Task brief
Could the data below be copied out in full, word for word?

- - -

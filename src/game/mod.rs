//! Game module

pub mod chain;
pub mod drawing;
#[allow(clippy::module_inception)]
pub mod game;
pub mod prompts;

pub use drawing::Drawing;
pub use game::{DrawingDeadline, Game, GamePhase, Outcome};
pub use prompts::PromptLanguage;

- - -

Exercise response
filename src/game/mod.rs
//! Game module

pub mod chain;
pub mod drawing;
#[allow(clippy::module_inception)]
pub mod game;
pub mod prompts;

pub use drawing::Drawing;
pub use game::{DrawingDeadline, Game, GamePhase, Outcome};
pub use prompts::PromptLanguage;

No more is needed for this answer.